LAUSR

INTRODUCTION Cancer is the major cause of death globally. Cancer can be treated with naturally occurring Curcumin nuclei. Curcumin has a wide range of biological actions, including anti-inflammatory and anti-cancer properties. Even though it is an effective medicinal entity, it has some limitations such as instability at physiological pH and a weak pharmacokinetic profile due to the β-diketone moiety present in it. To overcome this drawback, research was carried out on mono-ketone moieties in curcumin, popularly known as mono-carbonyl curcumin. OBJECTIVE The present review focuses on different synthetic schemes and Mono-carbonyl curcumin derivative's Structure-Activity Relationship (SAR) as a cytotoxic inhibitory anticancer agent. The various synthetic schemes published by researchers were compiled.
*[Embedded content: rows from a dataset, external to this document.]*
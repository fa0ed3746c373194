use crate::model::repo::{ResourceType, ResourceTyped};
use chrono::{DateTime, Utc};
use serde::{Deserialize, Serialize};
use sqlx::prelude::FromRow;
use uuid::Uuid;

use crate::model::{ModelManager, error::DatabaseResult, repo::Repository};

#[derive(Debug, Serialize, Deserialize, FromRow, utoipa::ToSchema)]
pub struct UserEntity {
    id: Uuid,
    username: String,
    #[serde(skip)]
    password_hash: String,
    email: String,
    proficiency_level: String,
    learning_goal: String,
    created_at: DateTime<Utc>,
}

#[derive(Debug)]
pub struct UserEntityCreate {
    pub username: String,
    pub password_hash: String,
    pub email: String,
    pub proficiency_level: String,
    pub learning_goal: String,
}

impl ResourceTyped for UserEntity {
    fn get_resource_type() -> ResourceType {
        ResourceType::User
    }
}

impl UserEntity {
    pub fn id(&self) -> Uuid {
        self.id
    }

    pub fn username(&self) -> &str {
        &self.username
    }

    pub fn hash(&self) -> &str {
        &self.password_hash
    }

    pub fn email(&self) -> &str {
        &self.email
    }

    pub fn proficiency_level(&self) -> &str {
        &self.proficiency_level
    }

    pub fn learning_goal(&self) -> &str {
        &self.learning_goal
    }

    pub fn created_at(&self) -> DateTime<Utc> {
        self.created_at
    }
}

#[async_trait::async_trait]
impl Repository<UserEntity, UserEntityCreate, Uuid> for UserEntity {
    async fn create(mm: &ModelManager, data: UserEntityCreate) -> DatabaseResult<Self> {
        let user = sqlx::query_as(
            r#"
            INSERT INTO users (id, username, password_hash, email, proficiency_level, learning_goal)
            VALUES ($1,$2,$3,$4,$5,$6)
            RETURNING *
            "#,
        )
        .bind(Uuid::new_v4())
        .bind(&data.username)
        .bind(&data.password_hash)
        .bind(&data.email)
        .bind(&data.proficiency_level)
        .bind(&data.learning_goal)
        .fetch_one(mm.executor())
        .await?;

        Ok(user)
    }

    async fn find_by_id(mm: &ModelManager, id: Uuid) -> DatabaseResult<Option<Self>> {
        let user = sqlx::query_as("SELECT * FROM users WHERE id = $1")
            .bind(id)
            .fetch_optional(mm.executor())
            .await?;
        Ok(user)
    }
}

impl UserEntity {
    pub async fn find_by_username(
        mm: &ModelManager,
        username: &str,
    ) -> DatabaseResult<Option<Self>> {
        let result = sqlx::query_as("SELECT * FROM users WHERE username = $1")
            .bind(username)
            .fetch_optional(mm.executor())
            .await?;
        Ok(result)
    }
}
// Copyright 2026 Daniel Pelikan
//
// Licensed under the Apache License, Version 2.0 (the "License");
// you may not use this file except in compliance with the License.
// You may obtain a copy of the License at
//
//     http://www.apache.org/licenses/LICENSE-2.0
//
// Unless required by applicable law or agreed to in writing, software
// distributed under the License is distributed on an "AS IS" BASIS,
// WITHOUT WARRANTIES OR CONDITIONS OF ANY KIND, either express or implied.
// See the License for the specific language governing permissions and
// limitations under the License.

//! Per-connection tasks: the receive loop and the writer.
//!
//! Both are bound to one transport generation. They report back through
//! [`Shared`], which drops anything coming from a generation that is no
//! longer live. Only a weak reference is held, so dropping the last
//! manager drops the link and ends both tasks.

use std::sync::Weak;
use tokio::io::{AsyncReadExt, AsyncWriteExt};
use tokio::sync::{mpsc, oneshot};
use tracing::{debug, error, info, warn};

use super::error::SessionError;
use super::session::Shared;
use super::transport::{BoxedReader, BoxedWriter};

/// Read chunks until end-of-stream, an I/O error, or a stop signal.
///
/// The stop signal fires when the sender is dropped, which happens whenever
/// the session tears down this generation's link or is itself dropped.
pub(crate) async fn receive_loop(
    shared: Weak<Shared>,
    generation: u64,
    mut reader: BoxedReader,
    mut stop: oneshot::Receiver<()>,
    buffer_size: usize,
) {
    debug!("Receive loop {} started", generation);
    let mut buf = vec![0u8; buffer_size.max(1)];

    loop {
        tokio::select! {
            biased;

            _ = &mut stop => {
                debug!("Receive loop {} stopped", generation);
                break;
            }
            result = reader.read(&mut buf) => match result {
                Ok(0) => {
                    info!("Connection closed by remote");
                    if let Some(shared) = shared.upgrade() {
                        shared.link_closed(generation, None);
                    }
                    break;
                }
                Ok(n) => {
                    let delivered = shared
                        .upgrade()
                        .is_some_and(|shared| shared.deliver_data(generation, &buf[..n]));
                    if !delivered {
                        debug!("Receive loop {} superseded, discarding {} bytes", generation, n);
                        break;
                    }
                }
                Err(e) => {
                    error!("Read error: {}", e);
                    if let Some(shared) = shared.upgrade() {
                        shared.link_closed(generation, Some(SessionError::Read(e)));
                    }
                    break;
                }
            }
        }
    }
}

/// Write queued buffers in order. Ends when the session drops the queue,
/// then shuts the write half down.
pub(crate) async fn write_loop(
    shared: Weak<Shared>,
    generation: u64,
    mut writer: BoxedWriter,
    mut outgoing: mpsc::UnboundedReceiver<Vec<u8>>,
) {
    while let Some(data) = outgoing.recv().await {
        if let Err(e) = write_chunk(&mut writer, &data).await {
            warn!("Write of {} bytes failed: {}", data.len(), e);
            if let Some(shared) = shared.upgrade() {
                shared.write_failed(generation, SessionError::Write(e));
            }
        }
    }

    if let Err(e) = writer.shutdown().await {
        debug!("Write half shutdown for generation {}: {}", generation, e);
    }
}

async fn write_chunk(writer: &mut BoxedWriter, data: &[u8]) -> std::io::Result<()> {
    writer.write_all(data).await?;
    writer.flush().await
}
// Copyright 2026 Daniel Pelikan
//
// Licensed under the Apache License, Version 2.0 (the "License");
// you may not use this file except in compliance with the License.
// You may obtain a copy of the License at
//
//     http://www.apache.org/licenses/LICENSE-2.0
//
// Unless required by applicable law or agreed to in writing, software
// distributed under the License is distributed on an "AS IS" BASIS,
// WITHOUT WARRANTIES OR CONDITIONS OF ANY KIND, either express or implied.
// See the License for the specific language governing permissions and
// limitations under the License.

//! DialPhone: drive a Bluetooth rotary dial over a serial link.
//!
//! [`bluetooth::SessionManager`] owns the connection lifecycle and reports
//! raw data, errors and state changes to one listener.
//! [`phone::PhoneService`] speaks the dial device's protocol on top of it.

pub mod bluetooth;
pub mod config;
pub mod phone;
pub mod state;

pub use state::SessionState;
// Copyright 2026 Daniel Pelikan
//
// Licensed under the Apache License, Version 2.0 (the "License");
// you may not use this file except in compliance with the License.
// You may obtain a copy of the License at
//
//     http://www.apache.org/licenses/LICENSE-2.0
//
// Unless required by applicable law or agreed to in writing, software
// distributed under the License is distributed on an "AS IS" BASIS,
// WITHOUT WARRANTIES OR CONDITIONS OF ANY KIND, either express or implied.
// See the License for the specific language governing permissions and
// limitations under the License.

//! Serial session manager.
//!
//! Owns the state machine, the active transport and the listener. Public
//! operations are synchronous and never block on I/O: the handshake runs on
//! a spawned task, and so do the receive loop and the writer.
//!
//! Two locks are involved:
//! - `inner` guards state, link and listener and is never held while a
//!   callback runs.
//! - `delivery` is a reentrant lock held for the whole "mutate, then notify"
//!   sequence. It serializes callbacks so that events of one generation can
//!   never interleave with those of the next, while still letting a listener
//!   call back into the manager from inside a callback.

use parking_lot::{Mutex, ReentrantMutex};
use std::sync::{Arc, Weak};
use std::time::Duration;
use tokio::runtime::Handle;
use tokio::sync::{mpsc, oneshot};
use tokio::task::JoinHandle;
use tracing::{debug, error, info, warn};

use super::connection::{receive_loop, write_loop};
use super::error::SessionError;
use super::listener::SessionListener;
use super::transport::{Connector, DeviceAddress, Transport};
use crate::state::{SessionState, StateMachine, Transition};

/// Default size of a single transport read.
pub const DEFAULT_READ_BUFFER_SIZE: usize = 1024;

/// Default handshake timeout.
pub const DEFAULT_CONNECT_TIMEOUT: Duration = Duration::from_secs(10);

/// Tunables for a session manager.
#[derive(Debug, Clone)]
pub struct SessionOptions {
    pub read_buffer_size: usize,
    pub connect_timeout: Duration,
}

impl Default for SessionOptions {
    fn default() -> Self {
        Self {
            read_buffer_size: DEFAULT_READ_BUFFER_SIZE,
            connect_timeout: DEFAULT_CONNECT_TIMEOUT,
        }
    }
}

/// The live connection of one generation.
///
/// Dropping it stops the receive loop and ends the writer, which closes the
/// transport.
struct Link {
    name: String,
    outgoing: mpsc::UnboundedSender<Vec<u8>>,
    _stop: oneshot::Sender<()>,
}

#[derive(Default)]
struct Inner {
    started: bool,
    machine: StateMachine,
    link: Option<Link>,
    pending: Option<JoinHandle<()>>,
    listener: Option<Weak<dyn SessionListener>>,
}

impl Inner {
    fn listener(&self) -> Option<Arc<dyn SessionListener>> {
        self.listener.as_ref().and_then(Weak::upgrade)
    }

    fn cancel_pending(&mut self) {
        if let Some(task) = self.pending.take() {
            task.abort();
        }
    }
}

pub(crate) struct Shared {
    connector: Arc<dyn Connector>,
    options: SessionOptions,
    runtime: Handle,
    inner: Mutex<Inner>,
    delivery: ReentrantMutex<()>,
}

impl Shared {
    fn report_error(&self, err: &SessionError) {
        let _delivery = self.delivery.lock();
        let listener = self.inner.lock().listener();
        if let Some(listener) = listener {
            listener.on_error(&err.to_string());
        }
    }

    fn begin_connect(self: &Arc<Self>, address: DeviceAddress) {
        let _delivery = self.delivery.lock();

        let (generation, listener) = {
            let mut inner = self.inner.lock();
            if !inner.started {
                drop(inner);
                warn!("connect({}) before start()", address);
                self.report_error(&SessionError::NotStarted);
                return;
            }

            inner.cancel_pending();
            if let Some(link) = inner.link.take() {
                info!("Closing connection to {} for new connection", link.name);
            }
            (inner.machine.begin_attempt(), inner.listener())
        };

        info!("Connecting to {} (generation {})", address, generation);
        if let Some(listener) = listener {
            listener.on_state_change(SessionState::Connecting);
        }

        // The listener may have called `stop` or `connect` from the callback.
        if !self.inner.lock().machine.is_current(generation) {
            return;
        }

        let shared = Arc::clone(self);
        let task = self.runtime.spawn(async move {
            let timeout = shared.options.connect_timeout;
            let result = match tokio::time::timeout(timeout, shared.connector.open(&address)).await
            {
                Ok(result) => result,
                Err(_) => Err(SessionError::ConnectTimeout(timeout)),
            };
            shared.complete_connect(generation, result);
        });

        // The task cannot finish before this point: completion needs the
        // delivery lock we are still holding.
        let mut inner = self.inner.lock();
        if inner.machine.is_current(generation) {
            inner.pending = Some(task);
        }
    }

    fn complete_connect(self: &Arc<Self>, generation: u64, result: Result<Transport, SessionError>) {
        let _delivery = self.delivery.lock();
        let mut inner = self.inner.lock();

        if !inner.machine.is_current(generation) {
            debug!("Discarding result of superseded connect (generation {})", generation);
            return;
        }
        inner.pending = None;

        match result {
            Ok(transport) => {
                if inner.machine.transition(generation, SessionState::Connected)
                    != Transition::Applied
                {
                    return;
                }

                let (name, reader, writer) = transport.into_parts();
                let (stop_tx, stop_rx) = oneshot::channel();
                let (out_tx, out_rx) = mpsc::unbounded_channel();
                inner.link = Some(Link {
                    name: name.clone(),
                    outgoing: out_tx,
                    _stop: stop_tx,
                });
                let listener = inner.listener();
                drop(inner);

                info!("Connected to {}", name);
                if let Some(listener) = listener {
                    listener.on_state_change(SessionState::Connected);
                }

                // Spawned while still holding `delivery`, so nothing the
                // loops report can overtake the Connected notification.
                self.runtime.spawn(receive_loop(
                    Arc::downgrade(self),
                    generation,
                    reader,
                    stop_rx,
                    self.options.read_buffer_size,
                ));
                self.runtime
                    .spawn(write_loop(Arc::downgrade(self), generation, writer, out_rx));
            }
            Err(e) => {
                inner.machine.transition(generation, SessionState::None);
                let listener = inner.listener();
                drop(inner);

                error!("Connect failed: {}", e);
                if let Some(listener) = listener {
                    listener.on_error(&e.to_string());
                    listener.on_state_change(SessionState::None);
                }
            }
        }
    }

    /// Forward a received chunk. Returns `false` once the generation is no
    /// longer live, telling the receive loop to exit.
    pub(crate) fn deliver_data(&self, generation: u64, data: &[u8]) -> bool {
        let _delivery = self.delivery.lock();
        let listener = {
            let inner = self.inner.lock();
            if !inner.machine.is_live(generation) {
                return false;
            }
            inner.listener()
        };

        if let Some(listener) = listener {
            listener.on_data_received(data);
        }
        true
    }

    /// End of stream (`error == None`) or read failure for `generation`.
    pub(crate) fn link_closed(&self, generation: u64, error: Option<SessionError>) {
        let _delivery = self.delivery.lock();
        let listener = {
            let mut inner = self.inner.lock();
            if !inner.machine.is_live(generation) {
                return;
            }
            inner.link = None;
            inner.machine.transition(generation, SessionState::None);
            inner.listener()
        };

        info!("Connection lost (generation {})", generation);
        if let Some(listener) = listener {
            if let Some(e) = error {
                listener.on_error(&e.to_string());
            }
            listener.on_state_change(SessionState::None);
        }
    }

    pub(crate) fn write_failed(&self, generation: u64, err: SessionError) {
        let _delivery = self.delivery.lock();
        let listener = {
            let inner = self.inner.lock();
            if !inner.machine.is_live(generation) {
                return;
            }
            inner.listener()
        };

        if let Some(listener) = listener {
            listener.on_error(&err.to_string());
        }
    }
}

/// Connection façade handed to the application.
///
/// Cloning is cheap; all clones drive the same session.
#[derive(Clone)]
pub struct SessionManager {
    shared: Arc<Shared>,
}

impl SessionManager {
    /// Create a manager on the current Tokio runtime.
    ///
    /// # Panics
    ///
    /// Panics when called outside a Tokio runtime, like `tokio::spawn`.
    pub fn new(connector: Arc<dyn Connector>) -> Self {
        Self::with_runtime(connector, Handle::current(), SessionOptions::default())
    }

    pub fn with_runtime(
        connector: Arc<dyn Connector>,
        runtime: Handle,
        options: SessionOptions,
    ) -> Self {
        Self {
            shared: Arc::new(Shared {
                connector,
                options,
                runtime,
                inner: Mutex::new(Inner::default()),
                delivery: ReentrantMutex::new(()),
            }),
        }
    }

    /// Accept `connect` calls. No-op if already started.
    pub fn start(&self) {
        let mut inner = self.shared.inner.lock();
        if !inner.started {
            inner.started = true;
            debug!("Session manager started");
        }
    }

    /// Close any live transport, abandon any in-flight connect and force the
    /// state to `None`. Requires `start()` again before the next `connect`.
    pub fn stop(&self) {
        let _delivery = self.shared.delivery.lock();
        let (changed, listener) = {
            let mut inner = self.shared.inner.lock();
            inner.started = false;
            inner.cancel_pending();
            if let Some(link) = inner.link.take() {
                info!("Closing connection to {}", link.name);
            }
            (inner.machine.reset(), inner.listener())
        };

        if changed {
            info!("Session stopped");
            if let Some(listener) = listener {
                listener.on_state_change(SessionState::None);
            }
        }
    }

    /// Start connecting to `address`, replacing any current connection or
    /// attempt. Returns immediately; progress arrives through the listener.
    pub fn connect(&self, address: &str) {
        let address = match DeviceAddress::new(address)
            .and_then(|a| self.shared.connector.validate(&a).map(|_| a))
        {
            Ok(address) => address,
            Err(e) => {
                warn!("Rejected connect request: {}", e);
                self.shared.report_error(&e);
                return;
            }
        };

        self.shared.begin_connect(address);
    }

    /// Queue `data` for the current transport. Reports `NotConnected` via
    /// `on_error` when there is no connected transport.
    pub fn send(&self, data: &[u8]) {
        let queued = {
            let inner = self.shared.inner.lock();
            match &inner.link {
                Some(link) if inner.machine.state() == SessionState::Connected => {
                    link.outgoing.send(data.to_vec()).is_ok()
                }
                _ => false,
            }
        };

        if !queued {
            debug!("Dropping {} bytes: not connected", data.len());
            self.shared.report_error(&SessionError::NotConnected);
        }
    }

    /// Register the single subscriber, replacing any previous one.
    ///
    /// Only a weak reference is kept: the caller owns the listener.
    pub fn set_listener<L>(&self, listener: &Arc<L>)
    where
        L: SessionListener + 'static,
    {
        let weak: Weak<L> = Arc::downgrade(listener);
        let weak: Weak<dyn SessionListener> = weak;
        let _delivery = self.shared.delivery.lock();
        self.shared.inner.lock().listener = Some(weak);
    }

    pub fn clear_listener(&self) {
        let _delivery = self.shared.delivery.lock();
        self.shared.inner.lock().listener = None;
    }

    pub fn state(&self) -> SessionState {
        self.shared.inner.lock().machine.state()
    }

    /// Name of the connected device, `None` unless connected.
    pub fn device_name(&self) -> Option<String> {
        let inner = self.shared.inner.lock();
        match (&inner.link, inner.machine.state()) {
            (Some(link), SessionState::Connected) => Some(link.name.clone()),
            _ => None,
        }
    }

    /// Whether a transport handle is currently held.
    pub fn is_transport_open(&self) -> bool {
        self.shared.inner.lock().link.is_some()
    }
}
METHOD Findings of different researchers working on mono-carbonyl curcumin as an anticancer have been reviewed, analyzed and the outcomes were summarized. RESULT The combination of all of these approaches serves as a one-stop solution for mono-carbonyl curcumin synthesis. The important groups on different positions of mono-carbonyl curcumin were discovered by a SAR study focused on cytotoxicity, which could be useful in the designing of its derivatives. CONCLUSION Based on our examination of the literature, we believe that this review will help researchers design and develop powerful mono-carbonyl curcumin derivatives that can be proven essential for anticancer activity.